S’il est d’accord "pour trouver ensemble des solutions", Abdurrahman Shalgham, ministre des Affaires étrangères libyen, dans une interview qu’il accorde à La Stampa, remarque : "Pour vous autres, Italiens, l’immigration clandestine est un problème, pour nous, c’est une invasion." Le quotidien rappelle que Muammar Kadhafi, le numéro un libyen, a déclaré en avril 2004 devant la Commission européenne que "les pays d’Afrique du Nord ne peuvent pas assurer la protection des frontières du sud de l’Europe", d’une part, et que, d’autre part, "il fallait traiter ces questions d’immigration sur un mode pacifique avant qu’elles ne deviennent explosives".

Quant à la nature des solutions, elle divise la classe politique italienne. Pour trois sénateurs de la Ligue du Nord, parti qui participe au gouvernement, "l’immigration clandestine est un problème libyen et c’est à la Libye de se débrouiller avec les réfugiés". Quant au ministre des Réformes, Roberto Calderoli, également de la Ligue du Nord, La Stampa indique que, selon lui, "il est nécessaire d’utiliser la force pour repousser les clandestins". L’homme est clair : "Nous ne sommes pas la Croix-Rouge. Le terrorisme islamique utilise cette porte ouverte à l’immigration clandestine pour entrer dans le pays. Notre peuple a le droit à la légitime défense." Giuseppe Pisanu, bien moins extrémiste, préfère s’en remettre à l’Europe, estimant que c’est à l’UE de régler le problème.

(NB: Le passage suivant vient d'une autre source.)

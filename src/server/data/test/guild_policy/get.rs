use super::*;

use chrono::{Duration as ChronoDuration, Utc};
use test_utils::factory::channel_rule::ChannelRuleFactory;

/// Tests reading a guild that was never configured.
///
/// Verifies that the repository returns the implicit zero-config policy
/// without creating any rows.
///
/// Expected: Ok with mode `All` and no rules
#[tokio::test]
async fn returns_default_for_unconfigured_guild() -> Result<(), AppError> {
    let test = TestBuilder::new().with_policy_tables().build().await.unwrap();
    let db = test.db.as_ref().unwrap();

    let repo = GuildPolicyRepository::new(db, TIMEOUT);
    let policy = repo.get(42).await?;

    assert_eq!(policy.mode, PolicyMode::All);
    assert!(policy.channel_rules.is_empty());

    let rows = entity::prelude::GuildCommandPolicy::find().count(db).await?;
    assert_eq!(rows, 0);

    Ok(())
}

/// Tests that rules come back in creation order.
///
/// Verifies that rules are ordered by their creation timestamp rather than
/// by channel ID.
///
/// Expected: Ok with rules ordered oldest first
#[tokio::test]
async fn returns_rules_in_creation_order() -> Result<(), AppError> {
    let test = TestBuilder::new().with_policy_tables().build().await.unwrap();
    let db = test.db.as_ref().unwrap();

    let now = Utc::now();
    ChannelRuleFactory::new(db, "42")
        .channel_id("30")
        .created_at(now - ChronoDuration::minutes(2))
        .build()
        .await?;
    ChannelRuleFactory::new(db, "42")
        .channel_id("10")
        .created_at(now - ChronoDuration::minutes(1))
        .build()
        .await?;
    ChannelRuleFactory::new(db, "42")
        .channel_id("20")
        .cmd_mode("exclude")
        .allowed_commands(["rick"])
        .created_at(now)
        .build()
        .await?;

    let repo = GuildPolicyRepository::new(db, TIMEOUT);
    let policy = repo.get(42).await?;

    assert_eq!(policy.mode, PolicyMode::Whitelist);
    let channels: Vec<u64> = policy.channel_rules.iter().map(|r| r.channel_id).collect();
    assert_eq!(channels, vec![30, 10, 20]);
    assert_eq!(policy.channel_rules[2].cmd_mode, CommandMode::Exclude);

    Ok(())
}

/// Tests that policies of other guilds are not mixed in.
///
/// Expected: Ok with only the requested guild's rules
#[tokio::test]
async fn isolates_guilds() -> Result<(), AppError> {
    let test = TestBuilder::new().with_policy_tables().build().await.unwrap();
    let db = test.db.as_ref().unwrap();

    factory::create_channel_rule(db, "1", "10").await?;
    factory::create_channel_rule(db, "2", "20").await?;

    let repo = GuildPolicyRepository::new(db, TIMEOUT);
    let policy = repo.get(1).await?;

    assert_eq!(policy.channel_rules, vec![only(10, &["ping"])]);

    Ok(())
}

/// Tests reading a whitelist with no rules.
///
/// Verifies that an empty whitelist is read as unrestricted rather than
/// blocking every command.
///
/// Expected: Ok with mode `All`
#[tokio::test]
async fn treats_empty_whitelist_as_all() -> Result<(), AppError> {
    let test = TestBuilder::new().with_policy_tables().build().await.unwrap();
    let db = test.db.as_ref().unwrap();

    let guild = factory::create_whitelist_policy(db).await?;
    let guild_id: u64 = guild.guild_id.parse().unwrap();

    let repo = GuildPolicyRepository::new(db, TIMEOUT);
    let policy = repo.get(guild_id).await?;

    assert_eq!(policy.mode, PolicyMode::All);

    Ok(())
}

/// Tests reading corrupt rule rows.
///
/// Verifies that rules with an unknown mode, a non-array command list, or an
/// empty `only` list are surfaced as invalid instead of failing the read.
///
/// Expected: Ok with each corrupt rule marked `Invalid`
#[tokio::test]
async fn marks_corrupt_rules_invalid() -> Result<(), AppError> {
    let test = TestBuilder::new().with_policy_tables().build().await.unwrap();
    let db = test.db.as_ref().unwrap();

    ChannelRuleFactory::new(db, "42")
        .channel_id("10")
        .cmd_mode("sometimes")
        .build()
        .await?;
    ChannelRuleFactory::new(db, "42")
        .channel_id("20")
        .raw_allowed_commands(serde_json::json!("ping"))
        .build()
        .await?;
    ChannelRuleFactory::new(db, "42")
        .channel_id("30")
        .allowed_commands(Vec::<String>::new())
        .build()
        .await?;

    let repo = GuildPolicyRepository::new(db, TIMEOUT);
    let policy = repo.get(42).await?;

    assert_eq!(policy.channel_rules.len(), 3);
    for rule in &policy.channel_rules {
        assert!(
            matches!(rule.cmd_mode, CommandMode::Invalid(_)),
            "channel {} should be invalid, got {:?}",
            rule.channel_id,
            rule.cmd_mode
        );
    }

    Ok(())
}

/// Tests reading a rule whose channel ID is not a snowflake.
///
/// Expected: Ok with the malformed row skipped
#[tokio::test]
async fn skips_rule_with_malformed_channel_id() -> Result<(), AppError> {
    let test = TestBuilder::new().with_policy_tables().build().await.unwrap();
    let db = test.db.as_ref().unwrap();

    factory::create_channel_rule(db, "42", "general").await?;
    factory::create_channel_rule(db, "42", "10").await?;

    let repo = GuildPolicyRepository::new(db, TIMEOUT);
    let policy = repo.get(42).await?;

    assert_eq!(policy.channel_rules, vec![only(10, &["ping"])]);

    Ok(())
}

A gauche, le discours est tout autre, plusieurs dirigeants qualifiant les déclarations des léguistes d’"idéologie inapplicable et dommageable". Quant à la responsabilité de l’Europe, Emma Bonino, ex-commissaire européenne et membre du Parti radical, répond : "L’Union n’a aucune compétence sur un tel sujet. Laissons de côté la démagogie et les solutions miracles. La répression ne servira à rien, le problème est global et les solutions structurelles : favoriser les économies africaines, soutenir les droits de l’homme et mettre fin aux conflits ethniques, dont le Darfour est un malheureux exemple."